Look through the data below. Pick out the lines holding the string "prefix".

** Opening Entries supplied block **

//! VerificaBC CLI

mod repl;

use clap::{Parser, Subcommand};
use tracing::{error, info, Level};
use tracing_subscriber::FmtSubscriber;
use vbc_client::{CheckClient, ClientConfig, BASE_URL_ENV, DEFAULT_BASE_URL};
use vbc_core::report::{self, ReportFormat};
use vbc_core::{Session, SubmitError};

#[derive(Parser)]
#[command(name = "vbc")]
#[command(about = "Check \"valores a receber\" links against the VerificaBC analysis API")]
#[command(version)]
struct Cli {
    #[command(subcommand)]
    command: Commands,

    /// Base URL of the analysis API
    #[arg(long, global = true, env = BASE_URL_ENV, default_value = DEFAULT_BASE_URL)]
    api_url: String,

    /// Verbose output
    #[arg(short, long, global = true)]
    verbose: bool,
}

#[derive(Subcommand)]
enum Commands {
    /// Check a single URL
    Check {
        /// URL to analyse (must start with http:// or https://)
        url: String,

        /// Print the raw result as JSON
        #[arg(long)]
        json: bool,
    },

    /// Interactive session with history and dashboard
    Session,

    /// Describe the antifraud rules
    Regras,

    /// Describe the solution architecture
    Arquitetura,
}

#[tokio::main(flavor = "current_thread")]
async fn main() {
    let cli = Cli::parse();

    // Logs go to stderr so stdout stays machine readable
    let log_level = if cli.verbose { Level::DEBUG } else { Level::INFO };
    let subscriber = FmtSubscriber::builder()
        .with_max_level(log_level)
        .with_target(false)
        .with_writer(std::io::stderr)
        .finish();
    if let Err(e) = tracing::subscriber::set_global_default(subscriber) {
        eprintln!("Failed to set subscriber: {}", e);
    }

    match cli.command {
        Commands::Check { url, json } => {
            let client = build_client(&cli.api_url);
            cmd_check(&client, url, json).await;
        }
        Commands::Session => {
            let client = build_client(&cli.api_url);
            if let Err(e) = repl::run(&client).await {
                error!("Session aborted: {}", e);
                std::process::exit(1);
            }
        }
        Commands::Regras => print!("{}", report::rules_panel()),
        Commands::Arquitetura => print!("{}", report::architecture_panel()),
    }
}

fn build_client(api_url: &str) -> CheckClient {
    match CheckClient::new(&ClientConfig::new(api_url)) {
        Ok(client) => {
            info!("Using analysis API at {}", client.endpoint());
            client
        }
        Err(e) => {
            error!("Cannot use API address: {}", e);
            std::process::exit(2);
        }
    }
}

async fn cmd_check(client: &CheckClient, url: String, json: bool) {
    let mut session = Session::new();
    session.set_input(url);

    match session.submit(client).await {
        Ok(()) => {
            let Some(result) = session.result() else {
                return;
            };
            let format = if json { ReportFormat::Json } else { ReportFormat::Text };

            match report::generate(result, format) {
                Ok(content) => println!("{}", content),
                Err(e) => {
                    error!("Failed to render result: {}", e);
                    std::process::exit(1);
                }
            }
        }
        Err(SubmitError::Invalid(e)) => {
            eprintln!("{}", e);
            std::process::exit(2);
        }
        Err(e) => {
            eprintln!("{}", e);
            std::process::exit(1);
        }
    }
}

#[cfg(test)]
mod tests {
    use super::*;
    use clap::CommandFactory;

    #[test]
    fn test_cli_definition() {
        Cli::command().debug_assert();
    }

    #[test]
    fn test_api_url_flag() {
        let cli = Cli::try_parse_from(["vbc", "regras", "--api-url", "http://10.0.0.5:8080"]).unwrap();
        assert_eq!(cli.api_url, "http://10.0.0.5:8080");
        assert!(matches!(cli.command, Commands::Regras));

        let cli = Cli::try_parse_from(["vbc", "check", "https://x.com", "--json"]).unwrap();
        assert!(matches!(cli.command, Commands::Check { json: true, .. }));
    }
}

** Closing Entries supplied block **
** Opening Entries supplied block **

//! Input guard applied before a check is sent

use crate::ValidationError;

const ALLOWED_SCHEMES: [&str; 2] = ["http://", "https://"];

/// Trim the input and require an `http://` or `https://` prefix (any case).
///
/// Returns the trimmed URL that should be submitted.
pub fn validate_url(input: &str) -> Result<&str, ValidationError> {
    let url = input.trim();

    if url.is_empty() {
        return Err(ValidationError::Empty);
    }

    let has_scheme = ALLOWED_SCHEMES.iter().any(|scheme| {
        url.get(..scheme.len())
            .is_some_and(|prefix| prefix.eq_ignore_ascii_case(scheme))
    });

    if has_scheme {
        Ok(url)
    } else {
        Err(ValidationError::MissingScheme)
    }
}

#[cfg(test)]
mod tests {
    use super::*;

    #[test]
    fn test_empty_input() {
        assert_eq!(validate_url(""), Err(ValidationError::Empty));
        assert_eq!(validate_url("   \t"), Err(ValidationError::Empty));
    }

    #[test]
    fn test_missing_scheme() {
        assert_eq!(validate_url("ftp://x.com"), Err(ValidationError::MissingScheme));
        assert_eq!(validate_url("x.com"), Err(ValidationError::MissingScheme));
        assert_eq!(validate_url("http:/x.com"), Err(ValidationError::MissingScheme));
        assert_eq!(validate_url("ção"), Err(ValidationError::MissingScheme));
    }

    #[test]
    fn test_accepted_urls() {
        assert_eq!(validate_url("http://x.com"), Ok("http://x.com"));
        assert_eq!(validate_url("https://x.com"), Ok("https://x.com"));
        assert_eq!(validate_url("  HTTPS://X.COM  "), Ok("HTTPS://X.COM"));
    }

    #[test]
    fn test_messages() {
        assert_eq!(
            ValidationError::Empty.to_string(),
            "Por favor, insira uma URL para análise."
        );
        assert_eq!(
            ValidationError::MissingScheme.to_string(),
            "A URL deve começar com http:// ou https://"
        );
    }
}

** Closing Entries supplied block **

**Written answer**.
/// Trim the input and require an `http://` or `https://` prefix (any case).
            .is_some_and(|prefix| prefix.eq_ignore_ascii_case(scheme))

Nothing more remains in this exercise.